Why this matters for a student project:

  • It provides a simple experiment structure (train → generate synthetic data → retrain → repeat).
  • It suggests a simple mitigation you can implement with a few lines: filter generated items by “surprise score”.

Paper B — “A Closer Look at Model Collapse: From a Generalization‑to‑Memorization Perspective”

This paper studies diffusion models (image generators) and reframes collapse as a shift from generalizing (creating new samples) to memorizing (reproducing training data). It connects this shift to declining entropy (variety) of the synthetic data and proposes entropy-based selection to mitigate collapse.

Why this matters for a student project:

  • It gives a very “visual” story: models stop inventing and start copying.
  • It reinforces the same high‑level idea as Paper A: the synthetic dataset itself gets less diverse each generation, and that accelerates collapse.

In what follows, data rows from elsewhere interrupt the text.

//! Configuration management for the rpi-rankings service
//!
//! This module handles configuration loading from environment variables and
//! TOML files, validation, and default values.

pub mod app;

// Re-export commonly used types
pub use app::{validate_config, AppConfig, RankingSettings, ServiceSettings, SourceSettings};
//! Ranking history
//!
//! Each ranking run can be stored as a snapshot of `RpiEvent`s sharing one
//! timestamp. Snapshots give per-team trends and rank movement between runs.

use crate::error::Result;
use crate::storage::Repository;
use crate::types::{RankingEntry, RpiEvent};
use chrono::{DateTime, Utc};
use serde::{Deserialize, Serialize};
use std::collections::HashMap;
use std::sync::Arc;
use tracing::{info, warn};

/// Change in a team's rank relative to the previous snapshot
#[derive(Debug, Clone, PartialEq, Eq, Serialize, Deserialize)]
pub struct RankMovement {
    pub team_name: String,
    /// `None` when the team was not in the previous snapshot
    pub previous: Option<u32>,
    pub current: u32,
}

impl RankMovement {
    /// Places gained (positive) or lost (negative); `None` for new entries
    pub fn delta(&self) -> Option<i64> {
        self.previous
            .map(|previous| previous as i64 - self.current as i64)
    }
}

/// Writes and reads ranking snapshots
pub struct RankingHistory {
    events: Arc<dyn Repository<RpiEvent>>,
}

impl RankingHistory {
    pub fn new(events: Arc<dyn Repository<RpiEvent>>) -> Self {
        Self { events }
    }

    /// Store one event per ranking entry, all stamped with `timestamp`
    ///
    /// A snapshot is written whole or not at all: if any insert fails, the
    /// events already written for it are removed before the error is returned.
    pub fn record_snapshot(
        &self,
        division: &str,
        entries: &[RankingEntry],
        timestamp: DateTime<Utc>,
    ) -> Result<Vec<RpiEvent>> {
        let events: Vec<RpiEvent> = entries
            .iter()
            .map(|entry| RpiEvent::new(division, timestamp, entry))
            .collect();

        for (written, event) in events.iter().enumerate() {
            if let Err(e) = self.events.create(event.clone()) {
                warn!(
                    "Snapshot for {} failed after {} of {} events, rolling back",
                    division,
                    written,
                    events.len()
                );
                for stored in &events[..written] {
                    self.events.delete(&stored.id)?;
                }
                return Err(e);
            }
        }

        info!(
            "Recorded ranking snapshot of {} teams for {} at {}",
            events.len(),
            division,
            timestamp
        );
        Ok(events)
    }

    /// A team's recorded rankings in a division, oldest first
    pub fn team_history(&self, division: &str, team_name: &str) -> Result<Vec<RpiEvent>> {
        let mut events = self.events.find(&|event: &RpiEvent| {
            event.division == division && event.team_name == team_name
        })?;
        events.sort_by_key(|event| event.timestamp);
        Ok(events)
    }

    /// Events of the most recent snapshot for a division, ordered by rank
    pub fn latest_snapshot(&self, division: &str) -> Result<Vec<RpiEvent>> {
        let events = self
            .events
            .find(&|event: &RpiEvent| event.division == division)?;

        let Some(latest) = events.iter().map(|event| event.timestamp).max() else {
            return Ok(Vec::new());
        };

        let mut snapshot: Vec<RpiEvent> = events
            .into_iter()
            .filter(|event| event.timestamp == latest)
            .collect();
        snapshot.sort_by_key(|event| event.ranking);
        Ok(snapshot)
    }

    /// Compare a fresh ranking with the latest stored snapshot
    ///
    /// Call before `record_snapshot`, otherwise the comparison is with itself.
    pub fn movements(&self, division: &str, entries: &[RankingEntry]) -> Result<Vec<RankMovement>> {
        let previous: HashMap<String, u32> = self
            .latest_snapshot(division)?
            .into_iter()
            .map(|event| (event.team_name, event.ranking))
            .collect();

        Ok(entries
            .iter()
            .map(|entry| RankMovement {
                team_name: entry.team_name.clone(),
                previous: previous.get(&entry.team_name).copied(),
                current: entry.ranking,
            })
            .collect())
    }
}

Paper C — “Verbalized Sampling: How to Mitigate Mode Collapse and Unlock LLM Diversity”

This paper is adjacent but extremely useful for a high‑school talk: it explains mode collapse in aligned LLMs (often after RLHF) as driven by typicality bias in preference data (people often prefer “familiar” outputs). It proposes Verbalized Sampling (VS): a training‑free prompting method that increases diversity by asking the model to produce multiple answers with probabilities and then sampling from the low‑probability “tail.”

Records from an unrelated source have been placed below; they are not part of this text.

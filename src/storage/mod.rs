//! Entity storage
//!
//! One generic repository abstraction serves match records and ranking
//! history alike.

pub mod repository;

pub use repository::{Entity, InMemoryRepository, Repository, SyncOutcome, SyncSummary};
//! RPI computation
//!
//! `schedule` aggregates matches and implements the RPI formula;
//! `generator` turns a division's raw match records into a ranked list.

pub mod generator;
pub mod schedule;

// Re-export commonly used types
pub use generator::{build_rankings, build_schedule, rank_schedule, RankingGenerator};
pub use schedule::{RpiComponents, Schedule, TeamRecord};
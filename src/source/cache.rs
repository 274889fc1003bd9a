//! TTL cache in front of another match source
//!
//! The cache is an ordinary value: whoever builds the ranking pipeline owns
//! it and decides its lifetime. Nothing is shared process-wide.

use super::{MatchQuery, MatchSource};
use crate::error::Result;
use crate::types::MatchEvent;
use async_trait::async_trait;
use std::collections::HashMap;
use std::sync::Arc;
use std::time::{Duration, Instant};
use tokio::sync::RwLock;
use tracing::debug;

struct CacheEntry {
    matches: Vec<MatchEvent>,
    fetched_at: Instant,
}

impl CacheEntry {
    fn is_fresh(&self, ttl: Duration) -> bool {
        self.fetched_at.elapsed() < ttl
    }
}

/// Remembers successful fetches per query for `ttl`
pub struct CachedMatchSource {
    inner: Arc<dyn MatchSource>,
    ttl: Duration,
    entries: RwLock<HashMap<MatchQuery, CacheEntry>>,
}

impl CachedMatchSource {
    pub fn new(inner: Arc<dyn MatchSource>, ttl: Duration) -> Self {
        Self {
            inner,
            ttl,
            entries: RwLock::new(HashMap::new()),
        }
    }

    /// Drop every cached result
    pub async fn invalidate(&self) {
        self.entries.write().await.clear();
    }

    /// Number of cached queries, fresh or stale
    pub async fn len(&self) -> usize {
        self.entries.read().await.len()
    }

    pub async fn is_empty(&self) -> bool {
        self.entries.read().await.is_empty()
    }
}

#[async_trait]
impl MatchSource for CachedMatchSource {
    async fn fetch_matches(&self, query: &MatchQuery) -> Result<Vec<MatchEvent>> {
        {
            let entries = self.entries.read().await;
            if let Some(entry) = entries.get(query) {
                if entry.is_fresh(self.ttl) {
                    debug!("Cache hit for {}", query);
                    return Ok(entry.matches.clone());
                }
            }
        }

        debug!("Cache miss for {}", query);
        // Errors propagate before anything is stored
        let matches = self.inner.fetch_matches(query).await?;

        self.entries.write().await.insert(
            query.clone(),
            CacheEntry {
                matches: matches.clone(),
                fetched_at: Instant::now(),
            },
        );

        Ok(matches)
    }
}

Why this matters for a student project:

  • It creates “wow/aha” moments in front of an AP audience without training any model at all.
  • It complements the training‑loop collapse story: collapse can show up from the data you train on or from how you post-train / prompt / decode.

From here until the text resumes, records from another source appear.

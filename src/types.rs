//! Common types used throughout the ranking service

use chrono::{DateTime, Utc};
use serde::{Deserialize, Deserializer, Serialize};
use std::fmt;
use uuid::Uuid;

/// Team names are the identity of a team within a division
pub type TeamName = String;

/// Numeric team identifier assigned by the upstream provider
pub type TeamId = i64;

/// Unique identifier for a match record
pub type MatchId = i64;

/// A match result as delivered by the upstream provider or the match store
#[derive(Debug, Clone, PartialEq, Serialize, Deserialize)]
pub struct MatchEvent {
    #[serde(rename = "matchID")]
    pub match_id: MatchId,
    #[serde(rename = "gameDate", default, deserialize_with = "null_as_default")]
    pub game_date: String,
    #[serde(rename = "homeTeamID", default)]
    pub home_team_id: Option<TeamId>,
    #[serde(rename = "homeTeam", default, deserialize_with = "null_as_default")]
    pub home_team_name: TeamName,
    #[serde(rename = "homeTeamScore", default, deserialize_with = "null_as_default")]
    pub home_team_score: u32,
    #[serde(rename = "awayTeamID", default)]
    pub away_team_id: Option<TeamId>,
    #[serde(rename = "awayTeam", default, deserialize_with = "null_as_default")]
    pub away_team_name: TeamName,
    #[serde(rename = "awayTeamScore", default, deserialize_with = "null_as_default")]
    pub away_team_score: u32,
    #[serde(default, deserialize_with = "null_as_default")]
    pub flight: String,
    #[serde(default, deserialize_with = "null_as_default")]
    pub division: String,
    #[serde(rename = "eventName", default)]
    pub event_name: Option<String>,
}

/// Upstream exports write `null` for unknown values; read those as the zero value
fn null_as_default<'de, D, T>(deserializer: D) -> Result<T, D::Error>
where
    D: Deserializer<'de>,
    T: Default + Deserialize<'de>,
{
    Option::<T>::deserialize(deserializer).map(Option::unwrap_or_default)
}

impl MatchEvent {
    /// Both team names are present
    pub fn has_both_teams(&self) -> bool {
        !self.home_team_name.is_empty() && !self.away_team_name.is_empty()
    }

    /// Home and away name the same team
    pub fn is_self_play(&self) -> bool {
        self.home_team_name == self.away_team_name
    }
}

impl fmt::Display for MatchEvent {
    fn fmt(&self, f: &mut fmt::Formatter<'_>) -> fmt::Result {
        write!(
            f,
            "'{}' vs '{}' at '{}'",
            self.home_team_name, self.away_team_name, self.game_date
        )
    }
}

/// One side of a normalized match
#[derive(Debug, Clone, PartialEq, Serialize, Deserialize)]
pub struct TeamScore {
    pub name: TeamName,
    pub id: Option<TeamId>,
    pub score: u32,
}

impl TeamScore {
    pub fn new(name: impl Into<TeamName>, score: u32) -> Self {
        Self {
            name: name.into(),
            id: None,
            score,
        }
    }

    pub fn with_id(mut self, id: TeamId) -> Self {
        self.id = Some(id);
        self
    }
}

/// A normalized match as held by a schedule
#[derive(Debug, Clone, PartialEq, Serialize, Deserialize)]
pub struct Match {
    pub date: DateTime<Utc>,
    pub home: TeamScore,
    pub away: TeamScore,
}

/// Result of a match from one team's point of view
#[derive(Debug, Clone, Copy, PartialEq, Eq)]
pub enum Outcome {
    Win,
    Draw,
    Loss,
}

impl Match {
    pub fn new(date: DateTime<Utc>, home: TeamScore, away: TeamScore) -> Self {
        Self { date, home, away }
    }

    /// Whether the named team took part in this match
    pub fn involves(&self, team: &str) -> bool {
        self.home.name == team || self.away.name == team
    }

    pub fn is_self_play(&self) -> bool {
        self.home.name == self.away.name
    }

    /// The other team in the match, if `team` played in it
    pub fn opponent_of(&self, team: &str) -> Option<&str> {
        if self.home.name == team {
            Some(&self.away.name)
        } else if self.away.name == team {
            Some(&self.home.name)
        } else {
            None
        }
    }

    /// Outcome for the named team, `None` if it did not play
    pub fn outcome_for(&self, team: &str) -> Option<Outcome> {
        let (own, other) = if self.home.name == team {
            (self.home.score, self.away.score)
        } else if self.away.name == team {
            (self.away.score, self.home.score)
        } else {
            return None;
        };

        Some(match own.cmp(&other) {
            std::cmp::Ordering::Greater => Outcome::Win,
            std::cmp::Ordering::Equal => Outcome::Draw,
            std::cmp::Ordering::Less => Outcome::Loss,
        })
    }
}

/// One team's position in a computed ranking
#[derive(Debug, Clone, PartialEq, Serialize, Deserialize)]
pub struct RankingEntry {
    pub team_name: TeamName,
    pub team_id: Option<TeamId>,
    pub rpi: f64,
    /// 1-based position after sorting by RPI
    pub ranking: u32,
}

impl fmt::Display for RankingEntry {
    fn fmt(&self, f: &mut fmt::Formatter<'_>) -> fmt::Result {
        write!(f, "#{}: '{}' ({:.6})", self.ranking, self.team_name, self.rpi)
    }
}

/// A stored ranking data point used for trend tracking
#[derive(Debug, Clone, PartialEq, Serialize, Deserialize)]
pub struct RpiEvent {
    pub id: Uuid,
    pub division: String,
    pub team_id: Option<TeamId>,
    pub team_name: TeamName,
    pub timestamp: DateTime<Utc>,
    pub ranking: u32,
    #[serde(rename = "rpi")]
    pub value: f64,
}

impl RpiEvent {
    pub fn new(division: &str, timestamp: DateTime<Utc>, entry: &RankingEntry) -> Self {
        Self {
            id: Uuid::new_v4(),
            division: division.to_string(),
            team_id: entry.team_id,
            team_name: entry.team_name.clone(),
            timestamp,
            ranking: entry.ranking,
            value: entry.rpi,
        }
    }
}

impl fmt::Display for RpiEvent {
    fn fmt(&self, f: &mut fmt::Formatter<'_>) -> fmt::Result {
        write!(
            f,
            "Timestamp: {}, TeamName: '{}', Ranking: {}, RPI: {:.6}",
            self.timestamp, self.team_name, self.ranking, self.value
        )
    }
}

2) Key ideas explained like an AP textbook (no assumed ML background)

2.1 “Model collapse” in plain language

A generative AI model learns a pattern from a dataset (text, images, etc.). Now imagine this happens:

  1. You train a model on a dataset.
  2. You use that model to generate a new dataset (synthetic data).
  3. You train the next model mostly (or only) on that synthetic data.
  4. Repeat.

Over generations, the training data becomes less like the original world and more like a copy of a copy of a copy. The model can:

  • lose rare patterns (“tail” behavior),
  • become more repetitive,
  • get worse at matching real test data,
  • sometimes start effectively “memorizing” artifacts of its own generation process.

That gradual degradation is what many authors call model collapse. Paper A explicitly describes this “train on your own outputs” loop as autophagy and connects collapse to training on data that does not surprise the model.

2.2 “Mode collapse” vs “model collapse”

These sound similar but are different:

  • Model collapse (training-time / data recursion):
    “As you retrain on more synthetic data, performance and diversity degrade across generations.”
  • Mode collapse (output diversity / alignment or decoding):
    “The model keeps producing the same ‘safe/typical’ style of answer even when many valid answers exist.”

Paper C uses “mode collapse” to describe loss of diversity after post-training alignment, driven in part by typicality bias in preference data, and shows a prompting workaround (Verbalized Sampling).

2.3 “Surprise score” (what Paper A calls “surplexity”)

You do not need the word “surplexity” to understand the project.

Instead, think of a model reading a sentence and saying:

  • “I expected that.” (low surprise)
  • “That’s unusual.” (high surprise)

A standard way to measure that is perplexity (or equivalently average “surprisal”). You can treat it as:

Surprise score: how “shocked” the model is by the text.

Paper A’s idea (translated):
If you must train on synthetic data, prioritize the synthetic samples that the model finds most surprising, because those samples carry more information and help preserve diversity.

2.4 “Entropy” (Paper B’s key word) in one sentence

In this context:

Entropy ≈ variety.
High entropy means lots of different outcomes; low entropy means the dataset is repetitive / predictable.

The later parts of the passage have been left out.